Robert Beard

Writing an Intcode Compiler in Rust (Part 3) - Compiling LLIR

May 7th , 2022

This post is part of a series. For more information and to see the other posts in the series, check out the main page.

In our last post, we wrote an interpreter to execute compiled Intcode programs. Now we’ll write code to parse our low-level IR (LLIR) and emit Intcode for it.

Parsing

Strictly speaking, we don’t need to have the ability to parse LLIR source files to accomplish our goal, but it will make it easier to test the backend of the compiler in isolation, and it’s not that hard (or at least it doesn’t have to be). We could spend an essentially unlimited time thinking about parsers, but I want to get on to the more interesting (to me) part of the project, so we’ll lean on the Pest parser generator library, which creates a parser based on a PEG grammar.
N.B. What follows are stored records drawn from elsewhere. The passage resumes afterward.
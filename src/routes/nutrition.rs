// ABOUTME: Nutrition route handler for single-meal calorie and macro estimates
// ABOUTME: Validates the food list and always answers 200 with the in-band estimate
//
// SPDX-License-Identifier: MIT OR Apache-2.0
// Copyright (c) 2025 Pierre Fitness Intelligence

use std::sync::Arc;

use axum::{
    extract::{rejection::JsonRejection, State},
    http::StatusCode,
    response::{IntoResponse, Response},
    routing::post,
    Json, Router,
};
use serde::{Deserialize, Serialize};

use crate::errors::AppError;
use crate::models::{NutritionEstimate, NutritionRequest};
use crate::resources::ServerResources;

/// Response body for a nutrition estimate
#[derive(Debug, Clone, Serialize, Deserialize)]
pub struct NutritionResponse {
    /// True whenever the request was valid, even if the estimate failed
    pub success: bool,
    /// Estimate or `{"error": ...}`
    pub meal_nutrition: NutritionEstimate,
}

/// Nutrition routes handler
pub struct NutritionRoutes;

impl NutritionRoutes {
    /// Create the nutrition routes
    pub fn routes(resources: Arc<ServerResources>) -> Router {
        Router::new()
            .route("/nutrition/analyze", post(Self::analyze_meal))
            .with_state(resources)
    }

    /// Estimate calories and macros for a meal
    async fn analyze_meal(
        State(resources): State<Arc<ServerResources>>,
        payload: Result<Json<NutritionRequest>, JsonRejection>,
    ) -> Result<Response, AppError> {
        let Json(request) = payload.map_err(|rejection| {
            AppError::invalid_input(format!("Invalid request body: {}", rejection.body_text()))
        })?;

        if request.foods.is_empty() {
            return Err(AppError::invalid_field("foods", "At least one food is required"));
        }
        if let Some(index) = request.foods.iter().position(|f| f.item.trim().is_empty()) {
            return Err(AppError::invalid_field(
                &format!("foods[{index}].item"),
                "Food item must not be empty",
            ));
        }

        let estimate = resources
            .estimator
            .estimate_meal_nutrition(&request.foods)
            .await;

        let response = NutritionResponse {
            success: true,
            meal_nutrition: estimate,
        };
        Ok((StatusCode::OK, Json(response)).into_response())
    }
}
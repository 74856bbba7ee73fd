// ABOUTME: Curated regional food catalog keyed by region, cuisine, and meal slot
// ABOUTME: Immutable after construction and shared read-only across requests
//
// SPDX-License-Identifier: MIT OR Apache-2.0
// Copyright (c) 2025 Pierre Fitness Intelligence

//! Food Catalog
//!
//! Maps a normalized `(region, cuisine)` pair to four lists of dish names,
//! one per meal slot. Keys are trimmed and lower-cased on insert and on
//! lookup, so "  South India " and "south india" hit the same entry.

use std::collections::HashMap;

use serde::{Deserialize, Serialize};

use crate::models::{normalize_key, MealSlot};

/// Dish names for each meal slot of one region and cuisine
#[derive(Debug, Clone, Default, PartialEq, Eq, Serialize, Deserialize)]
pub struct MealLists {
    /// Breakfast dishes
    pub breakfast: Vec<String>,
    /// Lunch dishes
    pub lunch: Vec<String>,
    /// Dinner dishes
    pub dinner: Vec<String>,
    /// Snacks, served as the evening snack
    pub snacks: Vec<String>,
}

impl MealLists {
    /// Build lists from string slices
    #[must_use]
    pub fn new(breakfast: &[&str], lunch: &[&str], dinner: &[&str], snacks: &[&str]) -> Self {
        let owned = |items: &[&str]| items.iter().map(|&item| item.to_owned()).collect();
        Self {
            breakfast: owned(breakfast),
            lunch: owned(lunch),
            dinner: owned(dinner),
            snacks: owned(snacks),
        }
    }

    /// Dishes for one slot
    #[must_use]
    pub fn slot(&self, slot: MealSlot) -> &[String] {
        match slot {
            MealSlot::Breakfast => &self.breakfast,
            MealSlot::Lunch => &self.lunch,
            MealSlot::Dinner => &self.dinner,
            MealSlot::Snacks => &self.snacks,
        }
    }
}

/// Read-only catalog of regional dishes
#[derive(Debug, Clone, Default, PartialEq, Eq)]
pub struct FoodCatalog {
    entries: HashMap<(String, String), MealLists>,
}

impl FoodCatalog {
    /// Create an empty catalog
    #[must_use]
    pub fn new() -> Self {
        Self::default()
    }

    /// Add or replace the lists for `(region, cuisine)`
    #[must_use]
    pub fn with_entry(mut self, region: &str, cuisine: &str, lists: MealLists) -> Self {
        self.entries
            .insert((normalize_key(region), normalize_key(cuisine)), lists);
        self
    }

    /// Curated South and North Indian catalog served in production
    #[must_use]
    pub fn builtin() -> Self {
        Self::new()
            .with_entry(
                "south india",
                "vegetarian",
                MealLists::new(
                    &["Idli", "Dosa", "Upma", "Pongal", "Rava Dosa"],
                    &[
                        "Sambar Rice",
                        "Curd Rice",
                        "Lemon Rice",
                        "Vegetable Biryani",
                        "Dal Rice",
                    ],
                    &["Chapathi with Dal", "Ragi Dosa", "Vegetable Stew", "Upma"],
                    &["Sundal", "Fruit Salad", "Green Tea", "Coconut Water"],
                ),
            )
            .with_entry(
                "south india",
                "non-vegetarian",
                MealLists::new(
                    &["Egg Dosa", "Omelette", "Upma", "Pesarattu"],
                    &["Chicken Curry", "Fish Curry with Rice", "Mutton Biryani"],
                    &[
                        "Grilled Chicken",
                        "Fish Fry with Rice",
                        "Egg Curry with Chapathi",
                    ],
                    &["Boiled Egg", "Buttermilk", "Nuts", "Green Tea"],
                ),
            )
            .with_entry(
                "north india",
                "vegetarian",
                MealLists::new(
                    &["Poha", "Paratha", "Oats Porridge", "Besan Chilla"],
                    &[
                        "Dal Tadka with Rice",
                        "Chole with Roti",
                        "Paneer Bhurji with Roti",
                    ],
                    &["Khichdi", "Vegetable Soup", "Roti with Dal", "Quinoa Pulao"],
                    &["Fruit Bowl", "Lassi", "Green Tea"],
                ),
            )
            .with_entry(
                "north india",
                "non-vegetarian",
                MealLists::new(
                    &["Egg Paratha", "Boiled Eggs", "Oats with Milk"],
                    &[
                        "Butter Chicken",
                        "Fish Curry with Rice",
                        "Mutton Keema with Roti",
                    ],
                    &["Grilled Chicken", "Egg Curry", "Fish Fry with Chapathi"],
                    &["Boiled Egg", "Buttermilk", "Nuts"],
                ),
            )
    }

    /// Lists for `(region, cuisine)`, normalizing both keys
    #[must_use]
    pub fn lookup(&self, region: &str, cuisine: &str) -> Option<&MealLists> {
        self.entries
            .get(&(normalize_key(region), normalize_key(cuisine)))
    }

    /// Number of `(region, cuisine)` entries
    #[must_use]
    pub fn len(&self) -> usize {
        self.entries.len()
    }

    /// Whether the catalog has no entries
    #[must_use]
    pub fn is_empty(&self) -> bool {
        self.entries.is_empty()
    }
}

#[cfg(test)]
mod tests {
    use super::*;

    #[test]
    fn test_builtin_has_four_entries() {
        let catalog = FoodCatalog::builtin();
        assert_eq!(catalog.len(), 4);
        assert!(!catalog.is_empty());
    }

    #[test]
    fn test_lookup_normalizes_keys() {
        let catalog = FoodCatalog::builtin();
        let lists = catalog.lookup("  SOUTH India ", "Vegetarian").unwrap();
        assert_eq!(lists.slot(MealSlot::Breakfast)[0], "Idli");
        assert!(catalog.lookup("north india", "NON-VEGETARIAN").is_some());
    }

    #[test]
    fn test_lookup_misses() {
        let catalog = FoodCatalog::builtin();
        assert!(catalog.lookup("atlantis", "vegetarian").is_none());
        assert!(catalog.lookup("south india", "vegan").is_none());
    }

    #[test]
    fn test_every_builtin_slot_can_be_sampled() {
        let catalog = FoodCatalog::builtin();
        for region in ["south india", "north india"] {
            for cuisine in ["vegetarian", "non-vegetarian"] {
                let lists = catalog.lookup(region, cuisine).unwrap();
                for slot in MealSlot::ALL {
                    assert!(lists.slot(slot).len() >= 2, "{region}/{cuisine}/{slot:?}");
                }
            }
        }
    }
}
The grammar for LLIR is below:

WHITESPACE = _{" " | "\n" | "\t" | "\r"}
COMMENT = _{"//" ~ (!line_end ~ ANY)* ~ &line_end}

word_end = _{!(ASCII_ALPHANUMERIC | "_") | EOI}
line_end = _{"\n" | EOI}
literal = @{"-"? ~ ASCII_DIGIT+ }
identifier = @{ !(reserved ~ word_end) ~ ASCII_ALPHA ~ (ASCII_ALPHANUMERIC | "_")*}

operator_0 = {"HALT"}
operator_1 = {"IN" | "OUT" | "RBP" | "JUMP" }
operator_2 = {"JIF" | "JNOT"  | "COPY" | "IADD" | "IMUL"}
operator_3 = {"ADD" | "MUL" | "LESS" | "EQ"}
reserved = _{operator_0 | operator_1 | operator_2 | operator_3}

immediate_operand = @{literal }
position_operand = @{"&" ~ identifier }
relative_operand = @{"@" ~ identifier }
label_operand = @{"$" ~ identifier }
immediate_anchor = ${literal? ~ "#" ~ identifier}
position_anchor = ${literal? ~ "&#" ~ identifier}
operand = {position_operand | relative_operand | immediate_anchor | position_anchor | immediate_operand | label_operand }

label = {"LBL" ~ identifier}
var = { "VAR" ~ identifier}
no_arg_instruction = {operator_0 | label | var}
unary_instruction = {operator_1 ~ operand}
binary_instruction = {operator_2 ~ operand ~ operand}
ternary_instruction = {operator_3 ~ operand ~ operand ~ operand}
instruction = {no_arg_instruction | ternary_instruction | binary_instruction | unary_instruction}

program = {SOI ~ instruction* ~ EOI}

More details about Pest’s syntax are available here, but the basic idea is that the parser tries to satisfy the program expression at the very end by building up some sequence of instruction expressions that run from the start of the input (SOI) to the end (EOI). The ~ operator indicates that subexpressions need to happen in sequence, and the | operator indicates a choice of alternatives. When run, the parser returns a tree of expressions that matched the input, and we simply create the appropriate data structures correspond to the different expressions. By default, whitespace characters can come between the different subexpressions in a rule. The @ operator marks rules, such as variable names, that can’t be interrupted by whitespace.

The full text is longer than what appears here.